It’s a generally accepted assumption that God created Eve because Adam was lonely. He needed another person to experience his new surroundings with him and relish the wonders the world had to offer.

EXPERIENCE

It’s a generally accepted assumption that God created Eve because Adam was lonely. He needed another person to experience his new surroundings with him and relish the wonders the world had to offer. Thus the concept of companionship was created and the human race divided into various groups, cliques, and support systems.

Before you assume that this would be another one of those articles about “10 types of groups you’ll see at LUMS (Lahore University of Management Sciences”, well ... you’re wrong. This article is an ode to the loners, the backbenchers, the wanderers, the ones who don’t belong to any group and stare at companionship in the eye and walk away; a more politically correct term to describe them would be ‘introverts’.

Alone but not lonely

It’s, of course, an outdated notion to label people and fit them into constricting categories. But everyone, at least at some point in their lives, willfully drifted away from the noise, the laughter and the humdrum of people mingling with each other, and eventually became an atom lost amidst a cluster of nuclei.

At the start of my first ever semester at LUMS I had fully intended to mingle with every single group I encountered: the nerds, the athletes, the plastics, the stoners, the jokers and so on. I had lurked in the shadows for too long in my school years and aimed to make as many friends as I could. I wanted to be a LUMS socialite, minus the extravagant parties. In this endless pursuit, at the end of the first month I was left with no real friend. You see, when you make so many friends at once it is difficult to sift the real ones from the fake ones.

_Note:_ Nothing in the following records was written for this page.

//! H.264 and AAC bitstream helpers: NAL framing, access-unit splitting, ADTS and
//! AudioSpecificConfig.

use crate::foundation::error::{VidmarkError, VidmarkResult};

/// Four-byte Annex-B start code.
pub const START_CODE: [u8; 4] = [0, 0, 0, 1];

/// NAL unit types the pipeline cares about.
pub mod nal {
    /// Coded slice of an IDR picture.
    pub const IDR: u8 = 5;
    /// Sequence parameter set.
    pub const SPS: u8 = 7;
    /// Picture parameter set.
    pub const PPS: u8 = 8;
    /// Access unit delimiter.
    pub const AUD: u8 = 9;
}

/// NAL unit type of `unit` (header byte without start code).
pub fn nal_type(unit: &[u8]) -> Option<u8> {
    unit.first().map(|b| b & 0x1f)
}

/// Byte ranges `(start_code_pos, payload_pos)` of every start code in `data`.
fn start_codes(data: &[u8]) -> Vec<(usize, usize)> {
    let mut out = Vec::new();
    let mut i = 0;
    while i + 3 <= data.len() {
        if data[i] == 0 && data[i + 1] == 0 && data[i + 2] == 1 {
            let begin = if i > 0 && data[i - 1] == 0 { i - 1 } else { i };
            out.push((begin, i + 3));
            i += 3;
        } else {
            i += 1;
        }
    }
    out
}

/// NAL units of an Annex-B byte stream, without their start codes.
pub fn annex_b_units(data: &[u8]) -> Vec<&[u8]> {
    let codes = start_codes(data);
    codes
        .iter()
        .enumerate()
        .map(|(n, (_, payload))| {
            let end = codes.get(n + 1).map_or(data.len(), |(next, _)| *next);
            &data[*payload..end]
        })
        .filter(|unit| !unit.is_empty())
        .collect()
}

/// Strip a leading Annex-B start code, if any.
pub fn strip_start_code(data: &[u8]) -> &[u8] {
    data.strip_prefix(&START_CODE[..])
        .or_else(|| data.strip_prefix(&START_CODE[1..]))
        .unwrap_or(data)
}

/// Prefix `unit` with a four-byte start code.
pub fn with_start_code(unit: &[u8]) -> Vec<u8> {
    let mut out = Vec::with_capacity(unit.len() + 4);
    out.extend_from_slice(&START_CODE);
    out.extend_from_slice(unit);
    out
}

/// Convert length-prefixed (AVCC, 4-byte lengths) NAL units into an Annex-B stream.
pub fn avcc_to_annex_b(data: &[u8]) -> VidmarkResult<Vec<u8>> {
    let mut out = Vec::with_capacity(data.len() + 16);
    let mut rest = data;
    while !rest.is_empty() {
        let Some((len_bytes, tail)) = rest.split_first_chunk::<4>() else {
            return Err(VidmarkError::source_error("truncated AVCC length prefix"));
        };
        let len = u32::from_be_bytes(*len_bytes) as usize;
        if len > tail.len() {
            return Err(VidmarkError::source_error(format!(
                "AVCC unit of {len} bytes exceeds the {} remaining",
                tail.len()
            )));
        }
        out.extend_from_slice(&START_CODE);
        out.extend_from_slice(&tail[..len]);
        rest = &tail[len..];
    }
    Ok(out)
}

/// Length-prefix `units` (AVCC, 4-byte lengths), skipping the types in `skip`.
pub fn units_to_avcc<'a>(units: impl IntoIterator<Item = &'a [u8]>, skip: &[u8]) -> Vec<u8> {
    let mut out = Vec::new();
    for unit in units {
        if nal_type(unit).is_some_and(|t| skip.contains(&t)) {
            continue;
        }
        out.extend_from_slice(&(unit.len() as u32).to_be_bytes());
        out.extend_from_slice(unit);
    }
    out
}

/// Splits an Annex-B stream into access units at access unit delimiters.
#[derive(Debug, Default)]
pub struct AccessUnitSplitter {
    buf: Vec<u8>,
}

impl AccessUnitSplitter {
    /// Create an empty splitter.
    pub fn new() -> Self {
        Self::default()
    }

    fn delimiters(&self) -> Vec<usize> {
        start_codes(&self.buf)
            .into_iter()
            .filter(|(_, payload)| {
                self.buf
                    .get(*payload)
                    .is_some_and(|b| b & 0x1f == nal::AUD)
            })
            .map(|(begin, _)| begin)
            .collect()
    }

    /// Append stream bytes and return every access unit completed by them.
    pub fn push(&mut self, data: &[u8]) -> Vec<Vec<u8>> {
        self.buf.extend_from_slice(data);
        let delimiters = self.delimiters();
        if delimiters.len() < 2 {
            return Vec::new();
        }
        let last = delimiters[delimiters.len() - 1];
        let units = delimiters
            .windows(2)
            .map(|w| self.buf[w[0]..w[1]].to_vec())
            .collect();
        self.buf.drain(..last);
        units
    }

    /// The trailing access unit once the stream has ended.
    pub fn finish(&mut self) -> Option<Vec<u8>> {
        let rest = std::mem::take(&mut self.buf);
        (!annex_b_units(&rest).is_empty()).then_some(rest)
    }
}

/// Sampling frequencies addressable by a 4-bit frequency index.
pub const SAMPLE_RATES: [u32; 13] = [
    96_000, 88_200, 64_000, 48_000, 44_100, 32_000, 24_000, 22_050, 16_000, 12_000, 11_025,
    8_000, 7_350,
];

/// Frequency index of `rate`.
pub fn freq_index_for_rate(rate: u32) -> Option<u8> {
    SAMPLE_RATES.iter().position(|r| *r == rate).map(|i| i as u8)
}

/// Sampling frequency of `index`.
pub fn rate_for_freq_index(index: u8) -> Option<u32> {
    SAMPLE_RATES.get(index as usize).copied()
}

/// Parameters shared by ADTS headers and AudioSpecificConfig.
#[derive(Clone, Copy, Debug, PartialEq, Eq)]
pub struct AacParams {
    /// Audio object type (2 = AAC-LC).
    pub object_type: u8,
    /// Sampling frequency index.
    pub freq_index: u8,
    /// Channel configuration.
    pub channels: u8,
}

impl AacParams {
    /// Sampling frequency in Hz.
    pub fn sample_rate(&self) -> Option<u32> {
        rate_for_freq_index(self.freq_index)
    }
}

/// Two-byte AudioSpecificConfig for `params`.
pub fn audio_specific_config(params: AacParams) -> [u8; 2] {
    let v: u16 = (u16::from(params.object_type & 0x1f) << 11)
        | (u16::from(params.freq_index & 0x0f) << 7)
        | (u16::from(params.channels & 0x0f) << 3);
    v.to_be_bytes()
}

/// Parse the leading fields of an AudioSpecificConfig.
pub fn parse_audio_specific_config(asc: &[u8]) -> VidmarkResult<AacParams> {
    let [b0, b1, ..] = asc else {
        return Err(VidmarkError::source_error(format!(
            "AudioSpecificConfig needs 2 bytes, got {}",
            asc.len()
        )));
    };
    let object_type = b0 >> 3;
    let freq_index = ((b0 & 0x07) << 1) | (b1 >> 7);
    if freq_index == 0x0f {
        return Err(VidmarkError::source_error(
            "explicit AAC sampling frequencies are not supported",
        ));
    }
    Ok(AacParams {
        object_type,
        freq_index,
        channels: (b1 >> 3) & 0x0f,
    })
}

/// Length of an ADTS header without CRC.
pub const ADTS_HEADER_LEN: usize = 7;

/// ADTS header for a raw AAC frame of `payload_len` bytes.
pub fn adts_header(params: AacParams, payload_len: usize) -> [u8; ADTS_HEADER_LEN] {
    let frame_len = (payload_len + ADTS_HEADER_LEN) as u32;
    let profile = params.object_type.saturating_sub(1) & 0x03;
    [
        0xff,
        0xf1,
        (profile << 6) | ((params.freq_index & 0x0f) << 2) | ((params.channels >> 2) & 0x01),
        ((params.channels & 0x03) << 6) | ((frame_len >> 11) & 0x03) as u8,
        ((frame_len >> 3) & 0xff) as u8,
        (((frame_len & 0x07) << 5) as u8) | 0x1f,
        0xfc,
    ]
}

/// One frame located in an ADTS stream.
#[derive(Clone, Copy, Debug, PartialEq, Eq)]
pub struct AdtsFrame {
    /// Stream parameters from the header.
    pub params: AacParams,
    /// Header length (7, or 9 with CRC).
    pub header_len: usize,
    /// Whole frame length including the header.
    pub frame_len: usize,
}

/// Parse the ADTS header at the start of `data`.
///
/// Returns `Ok(None)` while `data` is too short to hold the header.
pub fn parse_adts(data: &[u8]) -> VidmarkResult<Option<AdtsFrame>> {
    if data.len() < ADTS_HEADER_LEN {
        return Ok(None);
    }
    if data[0] != 0xff || data[1] & 0xf0 != 0xf0 {
        return Err(VidmarkError::codec("ADTS sync word not found"));
    }
    let protection_absent = data[1] & 0x01 == 1;
    let header_len = if protection_absent { 7 } else { 9 };
    let frame_len = ((usize::from(data[3] & 0x03)) << 11)
        | (usize::from(data[4]) << 3)
        | (usize::from(data[5]) >> 5);
    if frame_len < header_len {
        return Err(VidmarkError::codec(format!(
            "ADTS frame length {frame_len} shorter than its header"
        )));
    }
    Ok(Some(AdtsFrame {
        params: AacParams {
            object_type: ((data[2] >> 6) & 0x03) + 1,
            freq_index: (data[2] >> 2) & 0x0f,
            channels: ((data[2] & 0x01) << 2) | (data[3] >> 6),
        },
        header_len,
        frame_len,
    }))
}

#[cfg(test)]
#[path = "../../tests/unit/codec/bitstream.rs"]
mod tests;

Therefore, I made the decision to remain that way for a while and let my company choose me rather than me choosing it myself. Being alone not only allowed me to have that much- needed nap that I was deprived of while being out all night with my friends, it also allowed me to reflect and shed all the armour (literal and figurative) that I put up to survive through the day. I was free to blast Classical Music in my room and experiment with my clothes without having my friends rolling their eyes at me. For once, my brain had countless new ideas, which I penned down and developed.

When I wasn’t surrounded by friends, I started to notice the beauty in little things. Like, the way the sunlight sifted through the windows while I sipped my morning tea in the cafeteria. Most importantly, I realized how strong I was when I was truly all by myself. Having a fever and flu while juggling two essay deadlines, I had to reign in my Wonder Woman strength. By the end of it I was surprised how I did it with no assistance at all.

Self-appreciation is also something you might miss out by being among people other than yourself. You may have countless people complimenting you, but at the end of the day, you need that assurance from none other than yourself. This is aptly summed up by Charlotte Bronte who said: “I care for myself. The more solitary, the more friendless, the more unsustained I am, the more I will respect myself.”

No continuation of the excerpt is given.